José Yacopi (28 December 1916, in Victoria, Spain – 11 August 2006, in San Fernando, Argentina) was a Spanish, and later Argentinian luthier.

Yacopi learned the art of guitar making from his father, Gamaliel Jacopi. In 1944, at the age of 27, he won first place at the Concurso Provincial de Artesanía ("Provincial Crafts Competition") in Barcelona and at the Concurso Nacional de Oficios Artesanos ("Official National Crafts Competition") in Madrid for a Neapolitan-style mandolin.

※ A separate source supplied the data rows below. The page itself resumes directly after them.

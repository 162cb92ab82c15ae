//! Error taxonomy for the proxy.
//!
//! Every failure a caller can observe falls into one of five categories:
//! policy rejections from the security gate, auth rejections for unknown
//! bearer tokens, validation errors for malformed bodies, upstream transport
//! failures, and unexpected internal errors. Each carries a stable machine
//! code and a fixed HTTP status.

use axum::{
    http::StatusCode,
    response::{IntoResponse, Response},
    Json,
};
use serde_json::json;
use thiserror::Error;

/// Errors surfaced to callers of the proxy.
#[derive(Debug, Error)]
pub enum ProxyError {
    /// A security-gate check failed (transport, origin, signature, rate limit).
    #[error("{message}")]
    Policy {
        /// Stable machine-readable code (e.g. `https_required`).
        code: &'static str,
        /// HTTP status the gate mandates for this rejection.
        status: u16,
        message: String,
    },

    /// Bearer token was missing or never issued.
    #[error("Invalid API key")]
    InvalidKey,

    /// Request body was missing or not valid JSON.
    #[error("Request body must be JSON")]
    InvalidBody,

    /// The upstream call failed at the transport level (connect, timeout).
    #[error("Upstream API error: {0}")]
    Upstream(String),

    /// Anything unexpected. Full detail is logged, never sent to the caller.
    #[error("An unexpected error occurred")]
    Internal(String),
}

impl ProxyError {
    /// HTTP status for this error.
    pub fn status(&self) -> StatusCode {
        match self {
            ProxyError::Policy { status, .. } => {
                StatusCode::from_u16(*status).unwrap_or(StatusCode::FORBIDDEN)
            }
            ProxyError::InvalidKey => StatusCode::UNAUTHORIZED,
            ProxyError::InvalidBody => StatusCode::BAD_REQUEST,
            ProxyError::Upstream(_) => StatusCode::BAD_GATEWAY,
            ProxyError::Internal(_) => StatusCode::INTERNAL_SERVER_ERROR,
        }
    }

    /// Stable machine-readable code for this error.
    pub fn code(&self) -> &'static str {
        match self {
            ProxyError::Policy { code, .. } => code,
            ProxyError::InvalidKey => "invalid_api_key",
            ProxyError::InvalidBody => "invalid_request",
            ProxyError::Upstream(_) => "upstream_error",
            ProxyError::Internal(_) => "internal_error",
        }
    }

    /// Attach the correlation id of the failing request.
    pub fn with_request_id(self, request_id: impl Into<String>) -> Rejection {
        Rejection {
            error: self,
            request_id: request_id.into(),
        }
    }
}

/// A [`ProxyError`] paired with the correlation id of the request it failed.
///
/// This is the only error type handlers return; the correlation id ends up
/// in the JSON body so callers can quote it back when reporting problems.
#[derive(Debug)]
pub struct Rejection {
    pub error: ProxyError,
    pub request_id: String,
}

impl IntoResponse for Rejection {
    fn into_response(self) -> Response {
        let status = self.error.status();

        // Internal detail stays in the logs; the caller gets a generic line.
        if let ProxyError::Internal(ref detail) = self.error {
            tracing::error!(
                request_id = %self.request_id,
                detail = %detail,
                "Internal error"
            );
        }

        let body = Json(json!({
            "error": {
                "code": self.error.code(),
                "message": self.error.to_string(),
                "request_id": self.request_id,
            }
        }));

        (status, body).into_response()
    }
}

/// Result type for proxy request handling.
pub type ProxyResult<T> = Result<T, Rejection>;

In 1947, Yacopi and his father created, and later patented, an original internal strutting system for reinforcing the top of the guitar. This gives his guitars distinctive and special sound characteristics. In 1949, Jose Yacopi and his wife, Pilar Perez-Menchaca, moved to General Villegas, then moving to San Fernando, Argentina in 1951, where Yacopi remained for the rest of his life. In 1961, together with his brother in law Agustin Perez-Menchaca, he established a guitar factory in San Fernando. Although he constructed various string instruments, he specialized in Spanish guitars.

Among the recognized artists who have bought Yocopi's guitars are María Luisa Anido, Julian Bream, Atahualpa Yupanqui, Luis Miguel, Eric Clapton, Irma Costanzo, Eduardo Falú, Edmundo Rivero, and Narciso Yepes.